Kadrosuna baktığımızda yazar/hikayeci Ahmet Şevki Şakalar, derginin editörlüğünü üstlenmiş. Şair İbrahim Kenger ve Mehmet Osmanoğlu şiirleriyle katılmış bu sayıya. Zekeriya Karapatlak, Ömer Faruk Aslantürk, Selami Özkan yazılarıyla bu sayıdaki diğer isimler. Mehmet Mustafa Marangoz da fotoğraflarıyla katkıda bulunmuş Ökkeş’in Heybesi’ne. Derginin yola çıkış heyecanı sohbeti de diyebileceğimiz “ İkinci Çayı Beklerken” adlı üçlü söyleşiyi Ömer Faruk Kenger, gerçekleştirmiş. Pandemi süreci de dahil zor süreçleri yola daha rahat devam edebilmek için de e-dergi formatında hazırlanmış dergi.
Dergiye ulaşmak ve ürün göndermek isteyenler, iletisim@okkesinheybesi.com adresinden ulaşılabilir.
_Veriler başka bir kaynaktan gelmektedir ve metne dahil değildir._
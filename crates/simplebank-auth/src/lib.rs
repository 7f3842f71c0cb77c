//! Simple Bank Authentication
//!
//! - [`PasswordService`]: salted Argon2id hashing with an optional pepper
//! - [`JwtService`]: HS256 bearer tokens valid for 24 hours
//! - [`AuthLayer`]: tower middleware that turns a valid `Authorization`
//!   header into a [`simplebank_types::Principal`] request extension
//!
//! The password service also hashes card CVVs, which need the same
//! slow-hash properties as passwords.

pub mod config;
pub mod error;
pub mod jwt;
pub mod middleware;
pub mod password;

pub use config::{AuthConfig, JwtConfig, PasswordConfig};
pub use error::{AuthError, AuthResult};
pub use jwt::{IssuedToken, JwtService, TokenClaims};
pub use middleware::{AuthLayer, AuthMiddleware};
pub use password::PasswordService;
Şimdi sizleri derginin “Heybeyi Açarken” adlı başlangıç yazısıyla baş başa bırakıyoruz:
Değerli Okur,
Soframızı kurduk, misafir bekliyoruz; beklentisiz gelecek, gönüldekilere razı olacak, kuru ekmeğe talim edecek ve soğanın acısına katlanmayı bilen okurların buluştuğu bir mekan olacak burası.
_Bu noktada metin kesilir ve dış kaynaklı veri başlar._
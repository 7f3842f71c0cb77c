//! Simple Bank Core
//!
//! Money movement, cards, loans and everything that prices or bills them.
//!
//! # Layout
//!
//! - [`amortization`]: annuity payment and schedule generation
//! - [`numbers`]: account numbers, card numbers, CVVs and card expiry
//! - [`services`]: the business operations exposed over HTTP
//! - [`worker`]: the periodic loan billing task
//! - [`rates`]: key rate lookup with caching
//! - [`notifier`]: e-mail delivery
//!
//! All state lives behind [`simplebank_db::Repository`]. Services reach time
//! through an injected [`simplebank_types::Clock`] so billing can be tested
//! deterministically.

pub mod amortization;
pub mod config;
pub mod error;
pub mod notifier;
pub mod numbers;
pub mod rates;
pub mod services;
pub mod worker;

pub use config::{BankConfig, WorkerConfig};
pub use error::{BankError, BankResult};
pub use notifier::{notifier_from_config, LogNotifier, Notifier, NotifyError, SmtpConfig, SmtpNotifier};
pub use rates::{
    CachedKeyRateProvider, CbrKeyRateProvider, KeyRateProvider, RateError, RateProviderConfig,
};
pub use services::{
    AccountService, AnalyticsService, BalanceForecast, BankDeps, BankServices, BillingOutcome,
    CardService, FinancialSummary, LoanService, LoginOutcome, NewUser, TransactionService,
    UserService,
};
pub use worker::{BillingReport, BillingWorker};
Ökkeş’in Heybesi, edebiyat, sanat ve kültürün sağlam damarlarından biri olan Kahramanmaraş’tan doğdu; ülkemizin dört tarafına ve dünyaya buradan ses verecek. Kağıdın samimiyetine ve matbaa kokusuna bağlılığımızı saklı tutarak e-dergi olarak meydanda olacağız. Çok değiliz üç beş kişiyiz ancak türkümüze eşlik edecek zamanda ve sözün kuşatıcılığında bize omuz verecek yeni isimlerle kalabalıklaşıp yürüyeceğiz. Öyle büyük laflarımız ve büyük iddialarımız yok; Türk şiirini yeniden kurmayacağız, Türk düşünce ve medeniyet felsefesini alt üst de etmeyeceğiz. Şiir, hikaye, deneme, film tahlili, söyleşiler ve size bir su molası verdirecek özgün fotoğraflarla mütevazı bir karşılamadır yapmak istediğimiz. Amacımız, ahir zamanın dayanılmaz konforuna bağdaş kurmuş okuru rahatsız etmek, insan/ev/sokak/şehir/dünya ve gökyüzünün altında dile gelmiş/gelecek her şeyi kendi sesimizle Ökkeş’in Heybesi’nde biriktirip sizlerle buluşturmaktır. Yeri gelmişken söyleyelim, e-dergimiz, mikro miliyetçilik yapıp sadece Maraş’ın ve Maraşlıların buluştuğu bir yer olmayacak; Asım ve Mehmet’lerin kapsama alanında yayılacak. Anadolu’da bir şehrin ulucami avlusunda abdest alan bir çocuğun perçeminden, eski bir medresenin taş duvarlarına sırtını dayamış üniversiteli bir delikanlıdan, çay tarlasında ömrünü ilmek ilmek işleyen Rizeli bir ananın ellerinden, vizelere çalışmayıp ısrarla şiir yazan bir genç kızın imgelerinden, insanımızı can evinden yakalayan bir film karesinden heyecan duyacak herkesten ve biz dünyalılara bir kalbi olduğunu hatırlatacak her şeyden bir parça sunmaya çalışmaktır düşüncemiz.
Bazen sizi sessiz bir sehrin yıkık bir köprüsü, hayatlı evlerin sokağına düşen naif bir mektup, kalp fırtınamızı anlatmayı deneyecek birkaç mısra, Bakırcılar Çarşısı’nda bir çekiç sesi, Acemli Camii’nde talim yapan hafız namzedi çocuklar, bazen de Müslüm Gürses felsefesiyle örülmüş “gönülden” iç konuşmalarımız sizi karşılayacak.
Buyrun. Heybemiz yamalı, soframız sadedir belki ancak yüzümüz güleç, heyecanımız diri, meyvemiz taze ve bahçedendir.